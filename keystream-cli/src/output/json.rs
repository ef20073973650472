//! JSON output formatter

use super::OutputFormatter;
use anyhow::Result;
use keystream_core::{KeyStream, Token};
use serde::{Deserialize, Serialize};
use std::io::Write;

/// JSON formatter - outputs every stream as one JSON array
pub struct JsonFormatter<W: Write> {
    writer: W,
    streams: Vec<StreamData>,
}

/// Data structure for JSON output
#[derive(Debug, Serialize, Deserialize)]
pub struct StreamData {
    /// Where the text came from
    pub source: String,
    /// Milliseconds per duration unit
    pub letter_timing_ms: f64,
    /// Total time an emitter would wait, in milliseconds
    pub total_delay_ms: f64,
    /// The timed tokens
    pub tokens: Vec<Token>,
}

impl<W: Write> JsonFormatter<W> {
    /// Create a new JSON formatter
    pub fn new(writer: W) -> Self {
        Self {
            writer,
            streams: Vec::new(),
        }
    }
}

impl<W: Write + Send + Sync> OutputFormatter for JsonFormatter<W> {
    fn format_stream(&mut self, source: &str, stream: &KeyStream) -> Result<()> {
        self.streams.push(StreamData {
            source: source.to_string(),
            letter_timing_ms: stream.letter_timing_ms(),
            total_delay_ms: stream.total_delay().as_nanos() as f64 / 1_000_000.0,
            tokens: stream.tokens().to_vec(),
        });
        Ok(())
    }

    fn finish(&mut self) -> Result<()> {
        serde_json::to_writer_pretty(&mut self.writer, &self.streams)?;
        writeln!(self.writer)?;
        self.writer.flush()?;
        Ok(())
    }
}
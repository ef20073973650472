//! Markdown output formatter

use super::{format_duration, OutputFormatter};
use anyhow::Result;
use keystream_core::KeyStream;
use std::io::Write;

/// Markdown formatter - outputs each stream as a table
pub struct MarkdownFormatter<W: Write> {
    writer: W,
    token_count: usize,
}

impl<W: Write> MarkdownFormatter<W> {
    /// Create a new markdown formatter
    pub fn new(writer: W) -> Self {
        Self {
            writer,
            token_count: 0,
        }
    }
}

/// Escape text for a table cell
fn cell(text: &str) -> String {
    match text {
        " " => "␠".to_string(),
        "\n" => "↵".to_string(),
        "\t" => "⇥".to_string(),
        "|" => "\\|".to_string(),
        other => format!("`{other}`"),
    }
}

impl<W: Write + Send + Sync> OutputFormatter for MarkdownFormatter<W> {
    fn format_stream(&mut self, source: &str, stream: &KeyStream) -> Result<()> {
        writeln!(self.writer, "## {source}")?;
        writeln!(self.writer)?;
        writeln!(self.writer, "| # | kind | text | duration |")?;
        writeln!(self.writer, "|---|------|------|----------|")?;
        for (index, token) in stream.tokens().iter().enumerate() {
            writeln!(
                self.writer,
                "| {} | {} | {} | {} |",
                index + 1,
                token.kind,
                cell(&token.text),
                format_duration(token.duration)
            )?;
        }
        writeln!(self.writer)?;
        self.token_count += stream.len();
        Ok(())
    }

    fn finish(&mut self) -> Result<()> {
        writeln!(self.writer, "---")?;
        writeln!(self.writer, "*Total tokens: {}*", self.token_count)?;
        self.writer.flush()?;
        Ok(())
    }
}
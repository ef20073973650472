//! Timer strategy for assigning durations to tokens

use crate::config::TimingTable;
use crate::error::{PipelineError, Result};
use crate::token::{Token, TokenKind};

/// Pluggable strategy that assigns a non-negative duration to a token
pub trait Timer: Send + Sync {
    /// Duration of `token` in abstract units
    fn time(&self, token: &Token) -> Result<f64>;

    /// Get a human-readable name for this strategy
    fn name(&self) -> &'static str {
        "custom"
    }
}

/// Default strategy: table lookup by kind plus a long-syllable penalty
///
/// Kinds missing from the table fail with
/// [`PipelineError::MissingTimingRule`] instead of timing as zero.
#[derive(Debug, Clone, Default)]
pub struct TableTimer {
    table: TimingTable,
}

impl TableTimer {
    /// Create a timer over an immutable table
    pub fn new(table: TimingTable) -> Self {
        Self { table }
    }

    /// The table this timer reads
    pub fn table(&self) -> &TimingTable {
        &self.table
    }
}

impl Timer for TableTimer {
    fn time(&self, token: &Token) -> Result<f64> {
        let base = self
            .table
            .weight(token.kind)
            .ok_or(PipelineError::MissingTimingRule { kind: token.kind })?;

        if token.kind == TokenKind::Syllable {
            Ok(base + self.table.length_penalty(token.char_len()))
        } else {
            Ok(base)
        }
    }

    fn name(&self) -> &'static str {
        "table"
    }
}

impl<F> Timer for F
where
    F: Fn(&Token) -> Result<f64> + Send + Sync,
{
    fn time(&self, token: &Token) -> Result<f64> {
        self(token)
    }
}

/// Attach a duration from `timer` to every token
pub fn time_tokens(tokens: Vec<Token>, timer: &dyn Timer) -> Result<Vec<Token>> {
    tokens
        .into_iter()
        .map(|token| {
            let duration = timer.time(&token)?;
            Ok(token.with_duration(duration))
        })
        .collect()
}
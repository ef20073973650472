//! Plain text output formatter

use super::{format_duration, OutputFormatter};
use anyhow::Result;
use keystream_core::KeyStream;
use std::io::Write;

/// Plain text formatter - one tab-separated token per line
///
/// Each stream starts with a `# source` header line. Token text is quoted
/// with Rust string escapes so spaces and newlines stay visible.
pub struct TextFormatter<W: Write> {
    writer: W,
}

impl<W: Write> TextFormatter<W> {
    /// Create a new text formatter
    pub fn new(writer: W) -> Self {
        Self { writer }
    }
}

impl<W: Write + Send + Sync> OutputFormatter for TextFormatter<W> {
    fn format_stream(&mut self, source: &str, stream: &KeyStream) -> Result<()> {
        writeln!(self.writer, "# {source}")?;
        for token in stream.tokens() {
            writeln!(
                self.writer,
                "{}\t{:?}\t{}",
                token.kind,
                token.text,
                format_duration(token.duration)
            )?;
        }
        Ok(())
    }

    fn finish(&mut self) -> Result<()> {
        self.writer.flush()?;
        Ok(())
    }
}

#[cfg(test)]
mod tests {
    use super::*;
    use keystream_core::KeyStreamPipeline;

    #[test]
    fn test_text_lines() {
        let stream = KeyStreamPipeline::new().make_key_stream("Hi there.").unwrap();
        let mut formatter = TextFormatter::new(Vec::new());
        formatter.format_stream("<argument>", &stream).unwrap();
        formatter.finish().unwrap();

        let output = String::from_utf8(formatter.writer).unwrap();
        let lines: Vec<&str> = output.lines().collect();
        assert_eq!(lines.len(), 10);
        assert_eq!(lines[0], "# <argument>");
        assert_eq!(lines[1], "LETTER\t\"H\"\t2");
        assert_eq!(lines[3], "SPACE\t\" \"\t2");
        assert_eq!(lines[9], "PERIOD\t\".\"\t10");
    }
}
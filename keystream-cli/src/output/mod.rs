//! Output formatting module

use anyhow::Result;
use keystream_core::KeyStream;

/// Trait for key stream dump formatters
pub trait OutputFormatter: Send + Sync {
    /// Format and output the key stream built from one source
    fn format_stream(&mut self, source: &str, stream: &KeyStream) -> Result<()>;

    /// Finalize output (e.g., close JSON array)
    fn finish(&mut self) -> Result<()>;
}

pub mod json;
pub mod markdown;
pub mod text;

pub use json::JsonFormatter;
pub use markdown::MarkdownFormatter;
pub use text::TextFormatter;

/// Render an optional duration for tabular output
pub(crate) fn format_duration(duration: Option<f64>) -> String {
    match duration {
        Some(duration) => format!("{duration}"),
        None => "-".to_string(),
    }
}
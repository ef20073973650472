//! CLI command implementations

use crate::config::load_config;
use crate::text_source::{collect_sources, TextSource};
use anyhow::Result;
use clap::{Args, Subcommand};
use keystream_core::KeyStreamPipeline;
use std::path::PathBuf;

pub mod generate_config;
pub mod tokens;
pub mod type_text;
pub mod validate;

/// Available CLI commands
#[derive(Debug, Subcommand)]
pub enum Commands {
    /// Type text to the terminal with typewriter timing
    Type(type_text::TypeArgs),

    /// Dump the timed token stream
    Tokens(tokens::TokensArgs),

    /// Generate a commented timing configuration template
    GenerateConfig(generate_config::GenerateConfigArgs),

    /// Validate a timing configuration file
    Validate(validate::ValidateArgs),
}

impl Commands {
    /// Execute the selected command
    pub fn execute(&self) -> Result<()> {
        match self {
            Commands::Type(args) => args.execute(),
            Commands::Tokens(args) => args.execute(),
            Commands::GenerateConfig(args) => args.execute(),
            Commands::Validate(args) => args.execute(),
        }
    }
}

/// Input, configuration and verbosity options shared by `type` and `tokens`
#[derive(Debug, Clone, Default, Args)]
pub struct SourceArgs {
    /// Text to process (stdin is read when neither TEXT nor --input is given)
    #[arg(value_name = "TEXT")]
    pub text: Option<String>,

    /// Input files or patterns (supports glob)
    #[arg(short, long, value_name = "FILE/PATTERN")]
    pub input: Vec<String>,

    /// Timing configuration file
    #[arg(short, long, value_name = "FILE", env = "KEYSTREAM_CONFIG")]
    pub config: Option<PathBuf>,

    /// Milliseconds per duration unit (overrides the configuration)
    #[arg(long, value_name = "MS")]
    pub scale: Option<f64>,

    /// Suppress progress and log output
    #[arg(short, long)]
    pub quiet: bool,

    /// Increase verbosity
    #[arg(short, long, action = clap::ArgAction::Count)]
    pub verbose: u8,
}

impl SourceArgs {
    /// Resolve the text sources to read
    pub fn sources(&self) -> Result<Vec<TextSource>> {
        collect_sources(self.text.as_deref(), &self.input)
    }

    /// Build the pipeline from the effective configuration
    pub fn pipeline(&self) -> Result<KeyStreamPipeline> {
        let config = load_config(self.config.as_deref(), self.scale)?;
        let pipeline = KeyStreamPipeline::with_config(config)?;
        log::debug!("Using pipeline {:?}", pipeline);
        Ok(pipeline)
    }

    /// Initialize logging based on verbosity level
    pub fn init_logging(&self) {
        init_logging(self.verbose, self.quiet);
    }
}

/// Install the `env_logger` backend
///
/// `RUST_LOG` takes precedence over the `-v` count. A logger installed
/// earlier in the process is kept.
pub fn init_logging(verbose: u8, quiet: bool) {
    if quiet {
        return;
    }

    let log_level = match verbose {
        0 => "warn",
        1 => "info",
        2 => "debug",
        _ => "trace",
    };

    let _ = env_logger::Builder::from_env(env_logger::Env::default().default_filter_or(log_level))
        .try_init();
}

Task instructions: From the listing above, work out how many lines hold "PathBuf". The answer is the number and nothing more.

Completed exercise: 2